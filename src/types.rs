//--------------------------------------------------------------------------------------------------
// MODULE OVERVIEW
//--------------------------------------------------------------------------------------------------
// This module defines the core data types used throughout the matching engine:
// orders, trades, sequence stamping, and rejection reasons.
//
// | Section            | Description                                                      |
// |--------------------|------------------------------------------------------------------|
// | ENUMS              | Discrete sets of values (Side, OrderType, OrderStatus).          |
// | STRUCTS            | Orders, Trades, the BBO view, and the sequence counter.          |
// | REJECTIONS         | Reasons an order is refused, carried as values.                  |
// | TESTS              | Unit tests for the defined types.                                |
//--------------------------------------------------------------------------------------------------

use std::sync::atomic::{AtomicU64, Ordering};

use chrono::{DateTime, Utc};
use rust_decimal::Decimal;
use serde::{Deserialize, Serialize};
use thiserror::Error;
use uuid::Uuid;

//--------------------------------------------------------------------------------------------------
//  ENUMS
//--------------------------------------------------------------------------------------------------

/// Represents the side of an order (Buy or Sell).
#[derive(Debug, Clone, Copy, PartialEq, Eq, Hash, Serialize, Deserialize)]
#[serde(rename_all = "lowercase")]
pub enum Side {
    /// A buy order (bid).
    Buy,
    /// A sell order (ask).
    Sell,
}

impl Side {
    /// Returns the opposite side, i.e. the side an incoming order matches against.
    pub fn opposite(&self) -> Side {
        match self {
            Side::Buy => Side::Sell,
            Side::Sell => Side::Buy,
        }
    }
}

/// Represents the type of an order, which drives its matching behavior.
#[derive(Debug, Clone, Copy, PartialEq, Eq, Hash, Serialize, Deserialize)]
#[serde(rename_all = "lowercase")]
pub enum OrderType {
    /// Executes immediately at the best available prices; never rests.
    Market,
    /// Executes at the limit price or better; any residual rests on the book.
    Limit,
    /// Immediate-or-cancel: fills what is immediately possible, discards the rest.
    Ioc,
    /// Fill-or-kill: fills the full quantity immediately or does nothing.
    Fok,
}

impl OrderType {
    /// True for types that require a limit price (limit, ioc, fok).
    pub fn requires_price(&self) -> bool {
        !matches!(self, OrderType::Market)
    }
}

/// Represents the lifecycle status of an order within the matching engine.
#[derive(Debug, Clone, Copy, PartialEq, Eq, Hash, Serialize, Deserialize)]
#[serde(rename_all = "snake_case")]
pub enum OrderStatus {
    /// Accepted by the engine, nothing filled yet.
    New,
    /// Some quantity filled, some remaining.
    PartiallyFilled,
    /// Completely filled. Terminal.
    Filled,
    /// Cancelled before being fully filled. Terminal.
    Cancelled,
    /// Refused at submission (validation failure or unfillable FOK). Terminal.
    Rejected,
}

impl OrderStatus {
    /// True once an order can no longer change state.
    pub fn is_terminal(&self) -> bool {
        matches!(
            self,
            OrderStatus::Filled | OrderStatus::Cancelled | OrderStatus::Rejected
        )
    }
}

//--------------------------------------------------------------------------------------------------
//  STRUCTS
//--------------------------------------------------------------------------------------------------

/// Represents a trading order. Prices and quantities use `Decimal` so the matching
/// path never touches binary floating point.
#[derive(Debug, Clone, PartialEq, Serialize, Deserialize)]
pub struct Order {
    /// Unique identifier for the order. Unique for the lifetime of its book.
    pub id: Uuid,
    /// Trading pair this order belongs to (e.g. "BTC-USDT").
    pub symbol: String,
    /// Type of the order (Market, Limit, Ioc, Fok).
    pub order_type: OrderType,
    /// Side of the order (Buy or Sell).
    pub side: Side,
    /// Limit price. `None` for market orders.
    pub price: Option<Decimal>,
    /// Original order quantity. Strictly positive.
    pub quantity: Decimal,
    /// Quantity still open. Equals `quantity` at birth, monotonically non-increasing.
    pub remaining: Decimal,
    /// Current lifecycle status.
    pub status: OrderStatus,
    /// Monotonic engine-assigned acceptance stamp; the time key for priority.
    pub sequence: u64,
    /// Wall-clock creation time, informational only.
    pub created_at: DateTime<Utc>,
    /// Wall-clock time of the last state change.
    pub updated_at: DateTime<Utc>,
}

impl Order {
    /// Creates a new order in `New` status with nothing filled. The sequence stamp
    /// is assigned later, when the book accepts the order.
    pub fn new(
        id: Uuid,
        symbol: impl Into<String>,
        order_type: OrderType,
        side: Side,
        price: Option<Decimal>,
        quantity: Decimal,
    ) -> Self {
        let now = Utc::now();
        Self {
            id,
            symbol: symbol.into(),
            order_type,
            side,
            price,
            quantity,
            remaining: quantity,
            status: OrderStatus::New,
            sequence: 0,
            created_at: now,
            updated_at: now,
        }
    }

    /// Quantity filled so far.
    pub fn filled(&self) -> Decimal {
        self.quantity - self.remaining
    }
}

/// Represents a completed trade between a resting maker and an incoming taker.
/// Immutable once emitted.
#[derive(Debug, Clone, PartialEq, Serialize, Deserialize)]
pub struct Trade {
    /// Unique identifier for the trade.
    pub trade_id: Uuid,
    /// Trading pair the trade occurred on.
    pub symbol: String,
    /// Execution price. Always the maker's resting price.
    pub price: Decimal,
    /// Quantity exchanged.
    pub quantity: Decimal,
    /// ID of the order that was resting on the book (maker).
    pub maker_order_id: Uuid,
    /// ID of the incoming order that initiated the match (taker).
    pub taker_order_id: Uuid,
    /// Side of the aggressor (the taker).
    pub aggressor_side: Side,
    /// Monotonic engine stamp, totally ordered with order acceptance per symbol.
    pub sequence: u64,
    /// Wall-clock execution time, informational only.
    pub executed_at: DateTime<Utc>,
}

/// Best bid and offer for one symbol.
#[derive(Debug, Clone, Copy, PartialEq, Serialize, Deserialize)]
pub struct Bbo {
    /// Highest resting buy price, if any.
    pub bid: Option<Decimal>,
    /// Lowest resting sell price, if any.
    pub ask: Option<Decimal>,
    /// `ask - bid` when both sides are present.
    pub spread: Option<Decimal>,
}

/// Monotonic stamp source. Every accepted order and every trade draws a fresh
/// value, so stamps are strictly increasing in issue order.
#[derive(Debug, Default)]
pub struct Sequence(AtomicU64);

impl Sequence {
    pub fn new() -> Self {
        Self(AtomicU64::new(0))
    }

    /// Returns the next stamp. Strictly greater than every previously returned value.
    pub fn next(&self) -> u64 {
        self.0.fetch_add(1, Ordering::SeqCst) + 1
    }

    /// The most recently issued stamp, 0 if none yet.
    pub fn current(&self) -> u64 {
        self.0.load(Ordering::SeqCst)
    }
}

//--------------------------------------------------------------------------------------------------
//  REJECTIONS
//--------------------------------------------------------------------------------------------------

/// Why an order was refused. Rejections travel on the normal return path as part
/// of the submit result, never as `Err`.
#[derive(Error, Debug, Clone, PartialEq, Eq)]
pub enum RejectReason {
    #[error("unknown symbol: {0}")]
    UnknownSymbol(String),

    #[error("order quantity must be positive")]
    NonPositiveQuantity,

    #[error("order price must be positive")]
    NonPositivePrice,

    #[error("{0:?} orders require a price")]
    MissingPrice(OrderType),

    #[error("price exceeds the symbol's scale of {0} decimal places")]
    PriceScaleExceeded(u32),

    #[error("quantity exceeds the symbol's scale of {0} decimal places")]
    QuantityScaleExceeded(u32),

    #[error("duplicate order id: {0}")]
    DuplicateOrderId(Uuid),

    #[error("fill-or-kill order cannot be fully filled")]
    FokUnfillable,
}

impl RejectReason {
    /// Validation failures are malformed input; `FokUnfillable` is a business
    /// rejection of a well-formed order. The HTTP layer maps the two differently.
    pub fn is_validation(&self) -> bool {
        !matches!(self, RejectReason::FokUnfillable)
    }
}

//--------------------------------------------------------------------------------------------------
//  TESTS
//--------------------------------------------------------------------------------------------------
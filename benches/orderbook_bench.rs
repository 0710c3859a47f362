use criterion::{black_box, criterion_group, criterion_main, BatchSize, Criterion};
use rust_decimal::Decimal;
use rust_decimal_macros::dec;
use uuid::Uuid;

use matchbook::{Order, OrderBook, OrderType, Sequence, Side};

fn limit_order(side: Side, price: Decimal, quantity: Decimal) -> Order {
    Order::new(
        Uuid::new_v4(),
        "BTC-USDT",
        OrderType::Limit,
        side,
        Some(price),
        quantity,
    )
}

/// A book with `levels` ask levels of `per_level` orders each, starting at 50000.00.
fn seeded_book(levels: i64, per_level: usize) -> (OrderBook, Sequence) {
    let mut book = OrderBook::new("BTC-USDT", 2, 6);
    let seq = Sequence::new();
    for level in 0..levels {
        let price = dec!(50000.00) + Decimal::from(level);
        for _ in 0..per_level {
            book.submit(limit_order(Side::Sell, price, dec!(0.1)), &seq);
        }
    }
    (book, seq)
}

fn orderbook_benchmark(c: &mut Criterion) {
    let mut group = c.benchmark_group("orderbook_operations");

    group.bench_function("submit_resting_limit", |b| {
        let mut book = OrderBook::new("BTC-USDT", 2, 6);
        let seq = Sequence::new();
        b.iter(|| {
            let order = limit_order(Side::Buy, dec!(49000.00), dec!(0.001));
            black_box(book.submit(order, &seq));
        });
    });

    group.bench_function("submit_crossing_market_10_levels", |b| {
        b.iter_batched(
            || seeded_book(10, 5),
            |(mut book, seq)| {
                let order = Order::new(
                    Uuid::new_v4(),
                    "BTC-USDT",
                    OrderType::Market,
                    Side::Buy,
                    None,
                    dec!(4.0),
                );
                black_box(book.submit(order, &seq));
            },
            BatchSize::SmallInput,
        );
    });

    group.bench_function("cancel_resting_order", |b| {
        b.iter_batched(
            || {
                let mut book = OrderBook::new("BTC-USDT", 2, 6);
                let seq = Sequence::new();
                let result = book.submit(limit_order(Side::Buy, dec!(49000.00), dec!(1.0)), &seq);
                (book, result.order.id)
            },
            |(mut book, order_id)| {
                black_box(book.cancel(order_id));
            },
            BatchSize::SmallInput,
        );
    });

    group.bench_function("snapshot_depth_20", |b| {
        let (book, _seq) = seeded_book(50, 4);
        b.iter(|| black_box(book.snapshot(20)));
    });

    group.finish();
}

criterion_group!(benches, orderbook_benchmark);
criterion_main!(benches);
pub mod bus;
pub mod types;

// Re-export key types for easier usage
pub use bus::{EventBus, Subscription};
pub use types::{EventMetadata, MarketDataEvent};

::::

Output, exactly and in full, the lines from the start of the entries above through the line that contains "This module defines".

# [Written response]
filename src/types.rs
//--------------------------------------------------------------------------------------------------
// MODULE OVERVIEW
//--------------------------------------------------------------------------------------------------
// This module defines the core data types used throughout the matching engine:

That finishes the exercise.